**GIVEN DATA**:
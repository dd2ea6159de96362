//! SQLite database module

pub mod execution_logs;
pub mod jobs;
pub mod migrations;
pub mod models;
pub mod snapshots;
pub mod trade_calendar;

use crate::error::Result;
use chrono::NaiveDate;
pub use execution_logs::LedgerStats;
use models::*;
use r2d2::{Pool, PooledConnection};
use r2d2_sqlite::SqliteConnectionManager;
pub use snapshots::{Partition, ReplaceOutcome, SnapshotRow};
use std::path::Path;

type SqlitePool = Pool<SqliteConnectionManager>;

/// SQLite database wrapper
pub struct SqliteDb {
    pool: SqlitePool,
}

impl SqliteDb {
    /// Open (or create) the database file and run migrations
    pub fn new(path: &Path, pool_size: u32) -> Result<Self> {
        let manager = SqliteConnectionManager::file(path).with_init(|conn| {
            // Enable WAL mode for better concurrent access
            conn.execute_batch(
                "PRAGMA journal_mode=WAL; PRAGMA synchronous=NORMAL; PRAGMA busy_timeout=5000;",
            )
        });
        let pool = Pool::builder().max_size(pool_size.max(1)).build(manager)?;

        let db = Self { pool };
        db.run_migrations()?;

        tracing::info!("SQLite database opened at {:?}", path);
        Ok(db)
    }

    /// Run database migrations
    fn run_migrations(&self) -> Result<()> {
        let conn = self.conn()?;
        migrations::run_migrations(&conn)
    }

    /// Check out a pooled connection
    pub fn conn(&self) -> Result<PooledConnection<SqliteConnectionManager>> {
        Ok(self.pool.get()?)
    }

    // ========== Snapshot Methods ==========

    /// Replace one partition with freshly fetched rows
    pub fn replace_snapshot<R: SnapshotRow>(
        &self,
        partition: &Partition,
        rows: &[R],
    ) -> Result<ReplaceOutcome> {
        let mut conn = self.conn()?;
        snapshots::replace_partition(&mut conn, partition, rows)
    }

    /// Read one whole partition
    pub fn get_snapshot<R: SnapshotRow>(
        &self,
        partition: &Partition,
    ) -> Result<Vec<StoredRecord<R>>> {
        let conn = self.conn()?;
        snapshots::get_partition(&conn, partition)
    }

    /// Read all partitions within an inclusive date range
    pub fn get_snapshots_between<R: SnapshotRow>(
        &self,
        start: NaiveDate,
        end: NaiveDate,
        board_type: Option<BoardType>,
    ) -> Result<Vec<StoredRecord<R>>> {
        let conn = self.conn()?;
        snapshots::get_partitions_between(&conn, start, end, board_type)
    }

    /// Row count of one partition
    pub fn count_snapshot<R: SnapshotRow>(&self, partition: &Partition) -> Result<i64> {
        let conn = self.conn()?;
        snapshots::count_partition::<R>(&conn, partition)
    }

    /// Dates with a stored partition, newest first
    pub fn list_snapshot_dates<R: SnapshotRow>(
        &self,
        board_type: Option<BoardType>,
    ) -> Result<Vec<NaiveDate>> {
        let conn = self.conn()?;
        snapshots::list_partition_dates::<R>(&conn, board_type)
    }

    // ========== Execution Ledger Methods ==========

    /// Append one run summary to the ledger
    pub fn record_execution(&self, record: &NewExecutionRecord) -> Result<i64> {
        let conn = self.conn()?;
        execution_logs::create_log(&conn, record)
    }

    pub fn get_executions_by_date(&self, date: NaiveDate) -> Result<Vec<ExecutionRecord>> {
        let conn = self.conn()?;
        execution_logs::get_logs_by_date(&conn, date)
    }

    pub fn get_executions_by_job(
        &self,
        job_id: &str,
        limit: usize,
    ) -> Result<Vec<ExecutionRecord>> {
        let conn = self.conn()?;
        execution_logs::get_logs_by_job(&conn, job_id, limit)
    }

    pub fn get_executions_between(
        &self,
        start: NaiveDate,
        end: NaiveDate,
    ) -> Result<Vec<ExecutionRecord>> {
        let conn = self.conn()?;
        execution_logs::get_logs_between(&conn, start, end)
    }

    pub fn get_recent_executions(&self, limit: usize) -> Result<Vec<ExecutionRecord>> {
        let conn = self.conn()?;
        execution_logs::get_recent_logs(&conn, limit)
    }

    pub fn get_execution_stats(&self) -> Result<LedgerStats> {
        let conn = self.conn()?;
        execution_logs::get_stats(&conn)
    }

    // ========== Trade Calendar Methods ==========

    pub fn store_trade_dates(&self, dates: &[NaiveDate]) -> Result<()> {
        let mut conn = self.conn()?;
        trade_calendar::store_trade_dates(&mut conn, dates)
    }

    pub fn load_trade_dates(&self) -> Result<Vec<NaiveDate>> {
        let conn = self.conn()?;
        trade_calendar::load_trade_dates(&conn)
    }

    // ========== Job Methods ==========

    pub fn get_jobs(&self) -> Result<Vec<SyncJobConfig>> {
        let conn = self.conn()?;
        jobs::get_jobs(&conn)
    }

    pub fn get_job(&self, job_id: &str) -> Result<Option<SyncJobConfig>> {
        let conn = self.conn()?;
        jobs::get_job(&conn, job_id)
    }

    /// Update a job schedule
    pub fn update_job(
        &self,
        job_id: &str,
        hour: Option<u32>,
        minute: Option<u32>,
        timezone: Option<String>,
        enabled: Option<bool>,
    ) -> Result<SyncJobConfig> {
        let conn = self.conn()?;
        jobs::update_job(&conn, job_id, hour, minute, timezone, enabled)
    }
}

**PROBLEM TO WORK ON**: Each record above must be given again exactly as written.

**COMPLETED EXERCISE**:
repository dd2ea6159de96362
//! SQLite database module

pub mod execution_logs;
pub mod jobs;
pub mod migrations;
pub mod models;
pub mod snapshots;
pub mod trade_calendar;

use crate::error::Result;
use chrono::NaiveDate;
pub use execution_logs::LedgerStats;
use models::*;
use r2d2::{Pool, PooledConnection};
use r2d2_sqlite::SqliteConnectionManager;
pub use snapshots::{Partition, ReplaceOutcome, SnapshotRow};
use std::path::Path;

type SqlitePool = Pool<SqliteConnectionManager>;

/// SQLite database wrapper
pub struct SqliteDb {
    pool: SqlitePool,
}

impl SqliteDb {
    /// Open (or create) the database file and run migrations
    pub fn new(path: &Path, pool_size: u32) -> Result<Self> {
        let manager = SqliteConnectionManager::file(path).with_init(|conn| {
            // Enable WAL mode for better concurrent access
            conn.execute_batch(
                "PRAGMA journal_mode=WAL; PRAGMA synchronous=NORMAL; PRAGMA busy_timeout=5000;",
            )
        });
        let pool = Pool::builder().max_size(pool_size.max(1)).build(manager)?;

        let db = Self { pool };
        db.run_migrations()?;

        tracing::info!("SQLite database opened at {:?}", path);
        Ok(db)
    }

    /// Run database migrations
    fn run_migrations(&self) -> Result<()> {
        let conn = self.conn()?;
        migrations::run_migrations(&conn)
    }

    /// Check out a pooled connection
    pub fn conn(&self) -> Result<PooledConnection<SqliteConnectionManager>> {
        Ok(self.pool.get()?)
    }

    // ========== Snapshot Methods ==========

    /// Replace one partition with freshly fetched rows
    pub fn replace_snapshot<R: SnapshotRow>(
        &self,
        partition: &Partition,
        rows: &[R],
    ) -> Result<ReplaceOutcome> {
        let mut conn = self.conn()?;
        snapshots::replace_partition(&mut conn, partition, rows)
    }

    /// Read one whole partition
    pub fn get_snapshot<R: SnapshotRow>(
        &self,
        partition: &Partition,
    ) -> Result<Vec<StoredRecord<R>>> {
        let conn = self.conn()?;
        snapshots::get_partition(&conn, partition)
    }

    /// Read all partitions within an inclusive date range
    pub fn get_snapshots_between<R: SnapshotRow>(
        &self,
        start: NaiveDate,
        end: NaiveDate,
        board_type: Option<BoardType>,
    ) -> Result<Vec<StoredRecord<R>>> {
        let conn = self.conn()?;
        snapshots::get_partitions_between(&conn, start, end, board_type)
    }

    /// Row count of one partition
    pub fn count_snapshot<R: SnapshotRow>(&self, partition: &Partition) -> Result<i64> {
        let conn = self.conn()?;
        snapshots::count_partition::<R>(&conn, partition)
    }

    /// Dates with a stored partition, newest first
    pub fn list_snapshot_dates<R: SnapshotRow>(
        &self,
        board_type: Option<BoardType>,
    ) -> Result<Vec<NaiveDate>> {
        let conn = self.conn()?;
        snapshots::list_partition_dates::<R>(&conn, board_type)
    }

    // ========== Execution Ledger Methods ==========

    /// Append one run summary to the ledger
    pub fn record_execution(&self, record: &NewExecutionRecord) -> Result<i64> {
        let conn = self.conn()?;
        execution_logs::create_log(&conn, record)
    }

    pub fn get_executions_by_date(&self, date: NaiveDate) -> Result<Vec<ExecutionRecord>> {
        let conn = self.conn()?;
        execution_logs::get_logs_by_date(&conn, date)
    }

    pub fn get_executions_by_job(
        &self,
        job_id: &str,
        limit: usize,
    ) -> Result<Vec<ExecutionRecord>> {
        let conn = self.conn()?;
        execution_logs::get_logs_by_job(&conn, job_id, limit)
    }

    pub fn get_executions_between(
        &self,
        start: NaiveDate,
        end: NaiveDate,
    ) -> Result<Vec<ExecutionRecord>> {
        let conn = self.conn()?;
        execution_logs::get_logs_between(&conn, start, end)
    }

    pub fn get_recent_executions(&self, limit: usize) -> Result<Vec<ExecutionRecord>> {
        let conn = self.conn()?;
        execution_logs::get_recent_logs(&conn, limit)
    }

    pub fn get_execution_stats(&self) -> Result<LedgerStats> {
        let conn = self.conn()?;
        execution_logs::get_stats(&conn)
    }

    // ========== Trade Calendar Methods ==========

    pub fn store_trade_dates(&self, dates: &[NaiveDate]) -> Result<()> {
        let mut conn = self.conn()?;
        trade_calendar::store_trade_dates(&mut conn, dates)
    }

    pub fn load_trade_dates(&self) -> Result<Vec<NaiveDate>> {
        let conn = self.conn()?;
        trade_calendar::load_trade_dates(&conn)
    }

    // ========== Job Methods ==========

    pub fn get_jobs(&self) -> Result<Vec<SyncJobConfig>> {
        let conn = self.conn()?;
        jobs::get_jobs(&conn)
    }

    pub fn get_job(&self, job_id: &str) -> Result<Option<SyncJobConfig>> {
        let conn = self.conn()?;
        jobs::get_job(&conn, job_id)
    }

    /// Update a job schedule
    pub fn update_job(
        &self,
        job_id: &str,
        hour: Option<u32>,
        minute: Option<u32>,
        timezone: Option<String>,
        enabled: Option<bool>,
    ) -> Result<SyncJobConfig> {
        let conn = self.conn()?;
        jobs::update_job(&conn, job_id, hour, minute, timezone, enabled)
    }
}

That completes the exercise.